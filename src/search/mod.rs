//! Embedding-size search
//!
//! Finds the smallest square Chimera lattice into which a problem graph can
//! be minor-embedded, by asking an [`EmbeddingOracle`] for an embedding at
//! increasing lattice sizes.

pub mod greedy;

pub use greedy::*;

use crate::embedding::Embedding;
use crate::qubo::Variable;
use crate::topology::{ChimeraShape, Topology};
use crate::{RcmError, Result};
use log::info;
use petgraph::graph::UnGraph;
use serde::{Deserialize, Serialize};

/// Problem connectivity handed to the oracle
pub type SourceGraph = UnGraph<Variable, f64>;

/// Tuning parameters forwarded to the oracle
#[derive(Debug, Clone, Copy, PartialEq, Eq, Serialize, Deserialize)]
pub struct SearchParams {
    /// Independent embedding attempts per lattice size
    pub tries: usize,
    /// Worker threads available to the oracle
    pub threads: usize,
    /// Random seed, or system entropy when absent
    pub seed: Option<u64>,
}

impl Default for SearchParams {
    fn default() -> Self {
        Self {
            tries: 10,
            threads: 1,
            seed: None,
        }
    }
}

/// Lattice sizes to examine
#[derive(Debug, Clone, Copy, PartialEq, Eq, Serialize, Deserialize)]
pub struct SizeRange {
    /// First size tried
    pub min_size: usize,
    /// Last size tried, unbounded when absent
    pub max_size: Option<usize>,
}

impl Default for SizeRange {
    fn default() -> Self {
        Self {
            min_size: 16,
            max_size: None,
        }
    }
}

/// Successful search result
#[derive(Debug, Clone, PartialEq)]
pub struct SearchOutcome {
    /// Smallest size that admitted an embedding
    pub size: usize,
    /// Embedding found at that size
    pub embedding: Embedding,
    /// Every size examined, in order
    pub sizes_tried: Vec<usize>,
}

/// Minor-embedding search over a fixed target graph
///
/// Returning an empty embedding means "nothing found"; the caller cannot
/// tell whether no embedding exists or the heuristic missed it.
pub trait EmbeddingOracle {
    fn find_embedding(
        &self,
        source: &SourceGraph,
        target: &Topology,
        params: &SearchParams,
    ) -> Result<Embedding>;
}

impl<O: EmbeddingOracle + ?Sized> EmbeddingOracle for &O {
    fn find_embedding(
        &self,
        source: &SourceGraph,
        target: &Topology,
        params: &SearchParams,
    ) -> Result<Embedding> {
        (**self).find_embedding(source, target, params)
    }
}

/// Check a size range and oracle parameters before any search
pub fn validate(range: &SizeRange, params: &SearchParams) -> Result<()> {
    if range.min_size == 0 {
        return Err(RcmError::config_error("min-size must be positive"));
    }
    if let Some(max_size) = range.max_size {
        if max_size < range.min_size {
            return Err(RcmError::config_error(format!(
                "Invalid arguments (min-size {} > max-size {})",
                range.min_size, max_size
            )));
        }
    }
    if params.tries == 0 {
        return Err(RcmError::config_error("num-tries must be positive"));
    }
    if params.threads == 0 {
        return Err(RcmError::config_error("threads must be positive"));
    }
    Ok(())
}

/// Find the smallest square Chimera size admitting an embedding of `source`
///
/// Sizes are tried in increasing order starting at `min_size`. With a
/// finite `max_size`, the search fails with [`RcmError::SearchExhausted`]
/// once it would go past that size; without one it runs until the oracle
/// succeeds.
pub fn find_min_size<O: EmbeddingOracle + ?Sized>(
    source: &SourceGraph,
    range: SizeRange,
    params: &SearchParams,
    oracle: &O,
) -> Result<SearchOutcome> {
    validate(&range, params)?;

    if source.node_count() == 0 {
        return Err(RcmError::degenerate_model("problem graph has no variables"));
    }

    let mut sizes_tried = Vec::new();
    let mut size = range.min_size;

    while range.max_size.map_or(true, |max_size| size <= max_size) {
        info!("Trying Chimera size: {}", size);
        sizes_tried.push(size);

        let target = ChimeraShape::square(size)?.build()?;
        let embedding = oracle.find_embedding(source, &target, params)?;

        if !embedding.is_empty() {
            return Ok(SearchOutcome {
                size,
                embedding,
                sizes_tried,
            });
        }

        size += 1;
    }

    Err(RcmError::SearchExhausted {
        min_size: range.min_size,
        max_size: range.max_size.unwrap_or(size - 1),
    })
}
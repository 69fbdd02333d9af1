//! Sample a railway conflict-management QUBO over a parameter sweep
//!
//! ```text
//! run-experiment experiment.yaml [--mock]
//! ```

use anyhow::{Context, Result};
use clap::Parser;
use std::path::PathBuf;

use rcm_anneal::{run_experiment, ExperimentConfig};

#[derive(Parser)]
#[command(name = "run-experiment")]
#[command(
    about = "Sample railway conflict management QUBO, optionally using mock simulator",
    long_about = None
)]
struct Args {
    /// Configuration file (YAML)
    config: PathBuf,

    /// Use mock simulator instead of the real solver. Warning: this returns
    /// random results
    #[arg(long)]
    mock: bool,
}

fn main() -> Result<()> {
    env_logger::Builder::from_env(env_logger::Env::default().default_filter_or("info")).init();

    let args = Args::parse();
    let config = ExperimentConfig::from_file(&args.config)
        .with_context(|| format!("Invalid configuration {}", args.config.display()))?;
    let output_dir = config.output_dir.clone();

    let summary = run_experiment(config, args.mock)
        .with_context(|| format!("Experiment into {} failed", output_dir.display()))?;

    log::info!(
        "{} result files written to {}",
        summary.outputs.len(),
        output_dir.join("outputs").display()
    );
    Ok(())
}
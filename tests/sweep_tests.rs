//! End-to-end sweep tests against the structured mock

use rcm_anneal::qubo::{load_coo, Vartype};
use rcm_anneal::sampler::{Sampler, StructuredMock};
use rcm_anneal::search::{EmbeddingOracle, GreedyChainOracle, SearchParams};
use rcm_anneal::sweep::*;
use rcm_anneal::topology::SolverProfile;
use std::path::Path;

const PROBLEM: &str = "\
# vartype=BINARY
0 0 -1.0
1 1 -1.0
2 2 -1.0
3 3 -1.0
0 1 2.0
1 2 2.0
2 3 2.0
0 3 2.0
0 2 0.5
";

fn mock() -> StructuredMock {
    let profile = SolverProfile::resolve("chimera_4").unwrap();
    StructuredMock::new(profile.name.clone(), profile.topology().unwrap()).with_seed(17)
}

/// Problem, embedding and configuration inside `dir`
fn setup(dir: &Path, sampler: &StructuredMock) -> ExperimentConfig {
    let input_file = dir.join("problem.coo");
    std::fs::write(&input_file, PROBLEM).unwrap();

    let bqm = load_coo(&input_file, Vartype::Binary).unwrap();
    let params = SearchParams {
        tries: 4,
        threads: 1,
        seed: Some(5),
    };
    let embedding = GreedyChainOracle::new()
        .find_embedding(&bqm.interaction_graph(), sampler.adjacency(), &params)
        .unwrap();
    let embedding_file = dir.join("embedding.json");
    embedding.to_file(&embedding_file).unwrap();

    ExperimentConfig {
        solver_name: "chimera_4".to_string(),
        input_file,
        embedding_file,
        output_dir: dir.join("experiment"),
        chain_strength_scales: vec![0.5, 1.0],
        annealing_times: vec![10],
        batch_size: 100,
        num_batches: 2,
    }
}

fn runner(config: &ExperimentConfig) -> ExperimentRunner {
    ExperimentRunner::new(config.clone()).unwrap().with_progress(false)
}

#[test]
fn test_full_sweep_writes_one_csv_per_point() {
    let dir = tempfile::tempdir().unwrap();
    let mut sampler = mock();
    let config = setup(dir.path(), &sampler);

    let summary = runner(&config).run(&mut sampler).unwrap();

    assert_eq!(summary.points, 2);
    assert_eq!(summary.batches_sampled, 4);
    assert_eq!(sampler.calls(), 4);

    let results = config.output_dir.join("outputs");
    assert_eq!(
        summary.outputs,
        vec![
            results.join("output_at_10_css_0.5.csv"),
            results.join("output_at_10_css_1.0.csv"),
        ]
    );

    for path in &summary.outputs {
        let mut reader = csv::Reader::from_path(path).unwrap();
        let header: Vec<String> = reader.headers().unwrap().iter().map(String::from).collect();
        assert_eq!(
            header,
            vec!["0", "1", "2", "3", "energy", "num_occurrences", "chain_break_fraction"]
        );
        assert_eq!(reader.records().count(), 200);
    }

    let raw = config.output_dir.join("raw_outputs");
    for css in ["0.5", "1.0"] {
        for batch in 0..2 {
            let name = format!("output_raw_part_{}_at_10_css_{}.json", batch, css);
            assert!(raw.join(name).exists());
        }
    }
}

#[test]
fn test_rerun_loads_everything_from_cache() {
    let dir = tempfile::tempdir().unwrap();
    let mut sampler = mock();
    let config = setup(dir.path(), &sampler);

    let first = runner(&config).run(&mut sampler).unwrap();
    let before: Vec<Vec<u8>> = first.outputs.iter().map(|p| std::fs::read(p).unwrap()).collect();

    let mut fresh = mock();
    let second = runner(&config).run(&mut fresh).unwrap();
    let after: Vec<Vec<u8>> = second.outputs.iter().map(|p| std::fs::read(p).unwrap()).collect();

    assert_eq!(fresh.calls(), 0);
    assert_eq!(second.batches_sampled, 0);
    assert_eq!(second.batches_loaded, 4);
    assert_eq!(before, after);
}

#[test]
fn test_missing_batch_is_resampled_alone() {
    let dir = tempfile::tempdir().unwrap();
    let mut sampler = mock();
    let config = setup(dir.path(), &sampler);
    runner(&config).run(&mut sampler).unwrap();

    let raw = config.output_dir.join("raw_outputs");
    std::fs::remove_file(raw.join("output_raw_part_1_at_10_css_1.0.json")).unwrap();
    std::fs::write(raw.join("output_raw_part_0_at_10_css_0.5.json"), "not json").unwrap();

    let mut fresh = mock();
    let summary = runner(&config).run(&mut fresh).unwrap();
    assert_eq!(fresh.calls(), 2);
    assert_eq!(summary.batches_sampled, 2);
    assert_eq!(summary.batches_loaded, 2);
}

#[test]
fn test_unreadable_cache_entry_stops_the_sweep() {
    let dir = tempfile::tempdir().unwrap();
    let mut sampler = mock();
    let config = setup(dir.path(), &sampler);

    let raw = config.output_dir.join("raw_outputs");
    std::fs::create_dir_all(raw.join("output_raw_part_0_at_10_css_0.5.json")).unwrap();

    assert!(runner(&config).run(&mut sampler).is_err());
    assert_eq!(sampler.calls(), 0);
}

#[test]
fn test_existing_output_directory_is_reused() {
    let dir = tempfile::tempdir().unwrap();
    let mut sampler = mock();
    let config = setup(dir.path(), &sampler);
    std::fs::create_dir_all(&config.output_dir).unwrap();

    let summary = runner(&config).run(&mut sampler).unwrap();
    assert_eq!(summary.outputs.len(), 2);
}

#[test]
fn test_run_experiment_with_mock_solver() {
    let dir = tempfile::tempdir().unwrap();
    let config = setup(dir.path(), &mock());
    let config_file = dir.path().join("experiment.yaml");
    config.to_file(&config_file).unwrap();

    let loaded = ExperimentConfig::from_file(&config_file).unwrap();
    let summary = run_experiment(loaded, true).unwrap();
    assert_eq!(summary.points, 2);
    assert!(summary.outputs.iter().all(|p| p.exists()));
}

#[test]
fn test_unknown_solver_fails_before_output() {
    let dir = tempfile::tempdir().unwrap();
    let mut config = setup(dir.path(), &mock());
    config.solver_name = "no_such_solver".to_string();

    assert!(run_experiment(config.clone(), true).is_err());
    assert!(!config.output_dir.exists());
}
//! Experiment sweeps
//!
//! Samples an embedded problem over the Cartesian product of chain strength
//! scales and annealing times, in batches. Raw batches are cached on disk so
//! that an interrupted sweep resumes where it stopped; unembedded results are
//! written as one CSV per parameter point.
//!
//! Output tree:
//!
//! ```text
//! <output_dir>/
//!   raw_outputs/output_raw_part_<batch>_at_<at>_css_<css>.json
//!   outputs/output_at_<at>_css_<css>.csv
//! ```

pub mod cache;
pub mod config;
pub mod runner;

pub use cache::*;
pub use config::*;
pub use runner::*;
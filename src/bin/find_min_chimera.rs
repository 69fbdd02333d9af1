//! Smallest square Chimera lattice that embeds a problem instance
//!
//! ```text
//! find-min-chimera problem.coo --min-size 8 --max-size 16 --threads 4
//! ```
//!
//! Prints the winning lattice size on stdout.

use anyhow::{Context, Result};
use clap::Parser;
use std::path::PathBuf;

use rcm_anneal::{find_min_chimera, SearchParams, SizeRange};

#[derive(Parser)]
#[command(name = "find-min-chimera")]
#[command(
    about = "Find the smallest square Chimera lattice (rows = columns) that embeds a problem",
    long_about = None
)]
struct Args {
    /// Problem instance in COO format
    instance: PathBuf,

    /// Number of tries per lattice size
    #[arg(long, default_value_t = 10)]
    num_tries: usize,

    /// Smallest square Chimera size to try
    #[arg(long, default_value_t = 16)]
    min_size: usize,

    /// Largest square Chimera size to try; unbounded when omitted
    #[arg(long)]
    max_size: Option<usize>,

    /// Number of worker threads for the embedding heuristic
    #[arg(long, default_value_t = 1)]
    threads: usize,

    /// Random seed for the embedding heuristic
    #[arg(long)]
    seed: Option<u64>,

    /// Write the embedding found to this JSON file
    #[arg(long)]
    embedding_out: Option<PathBuf>,
}

fn main() -> Result<()> {
    env_logger::Builder::from_env(env_logger::Env::default().default_filter_or("info")).init();

    let args = Args::parse();
    let range = SizeRange {
        min_size: args.min_size,
        max_size: args.max_size,
    };
    let params = SearchParams {
        tries: args.num_tries,
        threads: args.threads,
        seed: args.seed,
    };

    let outcome = find_min_chimera(&args.instance, range, &params)
        .with_context(|| format!("Embedding search failed for {}", args.instance.display()))?;

    if let Some(path) = &args.embedding_out {
        outcome
            .embedding
            .to_file(path)
            .with_context(|| format!("Failed to write embedding to {}", path.display()))?;
        log::info!("Embedding written to {}", path.display());
    }

    println!("{}", outcome.size);
    Ok(())
}
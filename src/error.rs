//! Error handling for embedding search and experiment sweeps

use thiserror::Error;

/// Result type for crate operations
pub type Result<T> = core::result::Result<T, RcmError>;

/// Error types shared by the search and sweep tools
#[derive(Error, Debug, Clone, PartialEq)]
pub enum RcmError {
    /// Problem or embedding file parsing errors
    #[error("Parse error: {message} at line {line}")]
    ParseError { message: String, line: usize },

    /// Invalid CLI arguments or configuration file contents
    #[error("Configuration error: {0}")]
    ConfigError(String),

    /// The embedding-size search ran past its ceiling
    #[error("No embedding could be found for Chimera sizes {min_size}..={max_size}")]
    SearchExhausted { min_size: usize, max_size: usize },

    /// Problem has no nonzero quadratic interactions
    #[error("Degenerate model: {0}")]
    DegenerateModel(String),

    /// Embedding does not fit the problem or target topology
    #[error("Embedding error: {0}")]
    EmbeddingError(String),

    /// Sampler could not produce a sample set
    #[error("Sampler error: {0}")]
    SamplerError(String),

    /// Topology-related errors
    #[error("Topology error: {0}")]
    TopologyError(String),

    /// I/O errors
    #[error("I/O error: {0}")]
    IoError(String),

    /// Result (de)serialization failures
    #[error("Serialization error: {0}")]
    SerializationError(String),
}

impl RcmError {
    /// Create a parse error
    pub fn parse_error(message: impl Into<String>, line: usize) -> Self {
        Self::ParseError {
            message: message.into(),
            line,
        }
    }

    /// Create a configuration error
    pub fn config_error(message: impl Into<String>) -> Self {
        Self::ConfigError(message.into())
    }

    /// Create a degenerate-model error
    pub fn degenerate_model(message: impl Into<String>) -> Self {
        Self::DegenerateModel(message.into())
    }

    /// Create an embedding error
    pub fn embedding_error(message: impl Into<String>) -> Self {
        Self::EmbeddingError(message.into())
    }

    /// Create a sampler error
    pub fn sampler_error(message: impl Into<String>) -> Self {
        Self::SamplerError(message.into())
    }

    /// Create a topology error
    pub fn topology_error(message: impl Into<String>) -> Self {
        Self::TopologyError(message.into())
    }

    /// Create a serialization error
    pub fn serialization_error(message: impl Into<String>) -> Self {
        Self::SerializationError(message.into())
    }

    /// Whether the error was raised before any external call was made
    pub fn is_config_error(&self) -> bool {
        matches!(self, Self::ConfigError(_))
    }
}

impl From<std::io::Error> for RcmError {
    fn from(err: std::io::Error) -> Self {
        Self::IoError(err.to_string())
    }
}

impl From<serde_json::Error> for RcmError {
    fn from(err: serde_json::Error) -> Self {
        Self::SerializationError(err.to_string())
    }
}

impl From<serde_yaml::Error> for RcmError {
    fn from(err: serde_yaml::Error) -> Self {
        // Malformed YAML and missing or unknown fields are all schema failures.
        Self::ConfigError(err.to_string())
    }
}

impl From<csv::Error> for RcmError {
    fn from(err: csv::Error) -> Self {
        Self::IoError(err.to_string())
    }
}

impl From<tempfile::PersistError> for RcmError {
    fn from(err: tempfile::PersistError) -> Self {
        Self::IoError(err.error.to_string())
    }
}

#[cfg(test)]
mod tests {
    use super::*;

    #[test]
    fn test_error_creation() {
        let err = RcmError::parse_error("expected bias", 3);
        assert_eq!(err.to_string(), "Parse error: expected bias at line 3");
    }

    #[test]
    fn test_search_exhausted_message() {
        let err = RcmError::SearchExhausted { min_size: 2, max_size: 4 };
        assert!(err.to_string().contains("2..=4"));
    }

    #[test]
    fn test_config_classification() {
        assert!(RcmError::config_error("min-size > max-size").is_config_error());
        assert!(!RcmError::sampler_error("offline").is_config_error());
    }
}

::::::::::

### EXERCISE DETAILS
Looking at the entries above, work out how many lines contain "Debug", then reply with that number and no other words.

### SOLUTION TO THE EXERCISE
4